→ Dataset entries
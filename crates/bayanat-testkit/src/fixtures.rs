//! Test fixtures and helpers.
//!
//! [`MarketFixture`] wires a complete marketplace in memory: a ledger, an
//! encryption network whose nodes read that ledger, three replicas of a
//! content store, a manual clock and deterministic keypairs.

use std::sync::Arc;
use std::time::Duration;

use bayanat::{ResolutionOrchestrator, ResolverConfig};
use bayanat_access::{LocalNetwork, SessionSigner};
use bayanat_content::{ContentEndpoint, DatasetPayload, GeneratedRow, MemoryEndpoint};
use bayanat_core::{ActorId, Amount, Keypair, LedgerAddress, ManualClock, ResourceId, RetryPolicy};
use bayanat_ledger::{LedgerClient, MemoryLedger, MintParams};

/// Address of the fixture ledger.
pub const LEDGER_ADDRESS: LedgerAddress = LedgerAddress::from_bytes([0x0b; 20]);

/// Initial time of the fixture clock (2025-01-14T16:00:00Z).
pub const START_MILLIS: i64 = 1_736_870_400_000;

/// Network whose nodes evaluate predicates against the fixture ledger.
pub type FixtureNetwork = LocalNetwork<LedgerClient<MemoryLedger>>;

/// Orchestrator over the fixture collaborators.
pub type FixtureOrchestrator = ResolutionOrchestrator<MemoryLedger, FixtureNetwork>;

/// Configuration with millisecond retry delays, so failure paths run fast.
pub fn fast_config() -> ResolverConfig {
    ResolverConfig::default().with_retry(
        RetryPolicy::fixed(Duration::from_millis(1)).with_max_attempts(3),
    )
}

/// A marketplace with one producer and two consumers.
pub struct MarketFixture {
    pub ledger: Arc<MemoryLedger>,
    pub network: Arc<FixtureNetwork>,
    /// Replicas of one content store, in resolver order.
    pub endpoints: Vec<Arc<MemoryEndpoint>>,
    pub clock: ManualClock,
    /// Mints and locks resources.
    pub producer: Keypair,
    /// Purchases access.
    pub buyer: Keypair,
    /// Never granted anything.
    pub stranger: Keypair,
    pub orchestrator: FixtureOrchestrator,
}

impl MarketFixture {
    /// Create a fixture with [`fast_config`].
    pub fn new() -> Self {
        Self::with_config(fast_config())
    }

    /// Create a fixture with the given configuration.
    pub fn with_config(config: ResolverConfig) -> Self {
        let ledger = Arc::new(MemoryLedger::new(LEDGER_ADDRESS));
        let clock = ManualClock::new(START_MILLIS);

        let evaluator = LedgerClient::with_retry(ledger.clone(), config.ledger_retry.clone());
        let network = Arc::new(LocalNetwork::new(
            config.network.clone(),
            Arc::new(evaluator),
            Arc::new(clock.clone()),
        ));

        let primary = MemoryEndpoint::new("primary");
        let endpoints = vec![
            Arc::new(primary.replica("mirror-1")),
            Arc::new(primary.replica("mirror-2")),
            Arc::new(primary),
        ];
        let dyn_endpoints: Vec<Arc<dyn ContentEndpoint>> = endpoints
            .iter()
            .map(|e| e.clone() as Arc<dyn ContentEndpoint>)
            .collect();

        let orchestrator = ResolutionOrchestrator::new(
            ledger.clone(),
            network.clone(),
            dyn_endpoints,
            Arc::new(clock.clone()),
            config,
        );

        Self {
            ledger,
            network,
            endpoints,
            clock,
            producer: Keypair::from_seed(&[0x01; 32]),
            buyer: Keypair::from_seed(&[0x02; 32]),
            stranger: Keypair::from_seed(&[0x03; 32]),
            orchestrator,
        }
    }

    /// Actor id of the producer.
    pub fn producer_id(&self) -> ActorId {
        self.producer.actor()
    }

    /// Mint a public resource owned by the producer.
    pub async fn mint(&self, price: Amount) -> ResourceId {
        self.orchestrator
            .ledger()
            .mint(&self.producer_id(), &MintParams::new("fixture dataset", price))
            .await
            .expect("fixture mint")
    }

    /// Mint until the ledger has assigned id `target`, and return it.
    pub async fn mint_until(&self, target: u64) -> ResourceId {
        loop {
            let id = self.mint(Amount::from_whole(1)).await;
            if id.as_u64() >= Some(target) {
                return id;
            }
        }
    }

    /// Have `buyer` pay the full price of `id`.
    pub async fn purchase(&self, buyer: &Keypair, id: &ResourceId) {
        let ledger = self.orchestrator.ledger();
        let price = ledger.query_price(id).await.expect("fixture price");
        ledger
            .purchase(&buyer.actor(), id, price)
            .await
            .expect("fixture purchase");
    }

    /// Take every content replica offline or bring them back.
    pub fn set_content_online(&self, online: bool) {
        for endpoint in &self.endpoints {
            endpoint.set_online(online);
        }
    }
}

impl Default for MarketFixture {
    fn default() -> Self {
        Self::new()
    }
}

/// `n` generated rows with ten tokens each.
pub fn sample_rows(n: usize) -> Vec<GeneratedRow> {
    (0..n)
        .map(|i| GeneratedRow {
            input: format!("Summarize review #{}", i),
            output: format!("Summary of review #{}", i),
            signature: format!("0x{:0>8x}", i),
            response_hash: format!("0x{:0>8x}", i * 31 + 7),
            total_tokens: 10,
        })
        .collect()
}

/// A payload of `n` sample rows.
pub fn sample_payload(n: usize) -> DatasetPayload {
    DatasetPayload::from_generated(&sample_rows(n), "review").expect("sample rows are valid")
}

#[cfg(test)]
mod tests {
    use super::*;

    #[tokio::test]
    async fn test_mint_until_reaches_target() {
        let fixture = MarketFixture::new();
        let id = fixture.mint_until(42).await;
        assert_eq!(id.as_str(), "42");
    }

    #[test]
    fn test_keypairs_are_distinct_actors() {
        let fixture = MarketFixture::new();
        assert_ne!(fixture.producer.actor(), fixture.buyer.actor());
        assert_ne!(fixture.buyer.actor(), fixture.stranger.actor());
    }

    #[test]
    fn test_sample_payload_shape() {
        let payload = sample_payload(4);
        assert_eq!(payload.rows.len(), 4);
        assert_eq!(payload.features[0].name, "review");
    }
}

→ Task statement
From the records, copy every line that has the string "GeneratedRow" in it.

→ Exercise output
use bayanat_content::{ContentEndpoint, DatasetPayload, GeneratedRow, MemoryEndpoint};
pub fn sample_rows(n: usize) -> Vec<GeneratedRow> {
        .map(|i| GeneratedRow {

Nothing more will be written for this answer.